-- Opening Marker --

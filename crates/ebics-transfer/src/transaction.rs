//! Per-transfer bookkeeping
//!
//! ```text
//! upload:   Created ─► SegmentsWritten(1..=N) ─► Finalized
//! download: Initialized ─► Receiving(1..=N) ─► Finalized
//! ```
//!
//! `Finalized` is terminal. Nothing else moves a transaction between states.

use ebics_core::{EbicsError, EbicsResult, OrderType, TransferDirection};
use ebics_crypto::{DigestValue, SessionKey};
use std::fmt;

/// Local transaction id: a random UUID in simple (32 hex digit) form.
///
/// Doubles as the segment directory name, so only hex digits are accepted.
#[derive(Debug, Clone, PartialEq, Eq, Hash)]
pub struct TransactionId(String);

impl TransactionId {
    pub fn generate() -> Self {
        Self(uuid::Uuid::new_v4().simple().to_string())
    }

    pub fn parse(s: &str) -> EbicsResult<Self> {
        if s.len() != 32 || !s.bytes().all(|b| b.is_ascii_hexdigit()) {
            return Err(EbicsError::Config(format!(
                "invalid transaction id '{s}': expected 32 hex digits"
            )));
        }
        Ok(Self(s.to_ascii_lowercase()))
    }

    pub fn as_str(&self) -> &str {
        &self.0
    }
}

impl fmt::Display for TransactionId {
    fn fmt(&self, f: &mut fmt::Formatter<'_>) -> fmt::Result {
        f.write_str(&self.0)
    }
}

#[derive(Debug, Clone, Copy, PartialEq, Eq)]
pub enum TransactionState {
    /// Upload accepted, no segment stored yet
    Created,
    /// Upload segments 1..=n stored
    SegmentsWritten(u32),
    /// Download metadata recorded, no segment received yet
    Initialized,
    /// Download segments 1..=k received
    Receiving(u32),
    Finalized,
}

/// One upload or one download
#[derive(Debug)]
pub struct FileTransaction {
    id: TransactionId,
    direction: TransferDirection,
    order_type: OrderType,
    session_key: SessionKey,
    digest: Option<DigestValue>,
    num_segments: u32,
    segment_number: u32,
    remote_transaction_id: Option<String>,
    state: TransactionState,
}

impl FileTransaction {
    pub(crate) fn upload(order_type: OrderType, session_key: SessionKey) -> Self {
        Self {
            id: TransactionId::generate(),
            direction: TransferDirection::Upload,
            order_type,
            session_key,
            digest: None,
            num_segments: 0,
            segment_number: 0,
            remote_transaction_id: None,
            state: TransactionState::Created,
        }
    }

    pub(crate) fn download(
        order_type: OrderType,
        num_segments: u32,
        session_key: SessionKey,
        remote_transaction_id: String,
    ) -> Self {
        Self {
            id: TransactionId::generate(),
            direction: TransferDirection::Download,
            order_type,
            session_key,
            digest: None,
            num_segments,
            segment_number: 0,
            remote_transaction_id: Some(remote_transaction_id),
            state: TransactionState::Initialized,
        }
    }

    pub fn id(&self) -> &TransactionId {
        &self.id
    }

    pub fn direction(&self) -> TransferDirection {
        self.direction
    }

    pub fn order_type(&self) -> &OrderType {
        &self.order_type
    }

    pub fn session_key(&self) -> &SessionKey {
        &self.session_key
    }

    /// SHA-256 of the plaintext: computed for uploads, optionally supplied
    /// for downloads to have the result verified.
    pub fn digest(&self) -> Option<&DigestValue> {
        self.digest.as_ref()
    }

    pub fn num_segments(&self) -> u32 {
        self.num_segments
    }

    /// Last segment stored (upload) or received (download); 0 before the first
    pub fn segment_number(&self) -> u32 {
        self.segment_number
    }

    /// Id assigned by the bank
    pub fn remote_transaction_id(&self) -> Option<&str> {
        self.remote_transaction_id.as_deref()
    }

    pub fn state(&self) -> TransactionState {
        self.state
    }

    pub fn is_finalized(&self) -> bool {
        self.state == TransactionState::Finalized
    }

    /// Record the id the bank assigned in its initialisation response.
    pub fn set_remote_transaction_id(&mut self, id: impl Into<String>) {
        self.remote_transaction_id = Some(id.into());
    }

    /// Have `finalize_download` check the plaintext against this digest.
    pub fn expect_digest(&mut self, digest: DigestValue) {
        self.digest = Some(digest);
    }

    pub(crate) fn record_upload(&mut self, digest: DigestValue, num_segments: u32) {
        self.digest = Some(digest);
        self.num_segments = num_segments;
    }

    pub(crate) fn segment_stored(&mut self, number: u32) {
        self.segment_number = number;
        self.state = match self.direction {
            TransferDirection::Upload => TransactionState::SegmentsWritten(number),
            TransferDirection::Download => TransactionState::Receiving(number),
        };
    }

    pub(crate) fn finalize(&mut self) {
        self.state = TransactionState::Finalized;
    }
}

-- Closing Marker --

Lines containing the word "Some": copy each of them from the material.

            remote_transaction_id: Some(remote_transaction_id),
        self.remote_transaction_id = Some(id.into());
        self.digest = Some(digest);
        self.digest = Some(digest);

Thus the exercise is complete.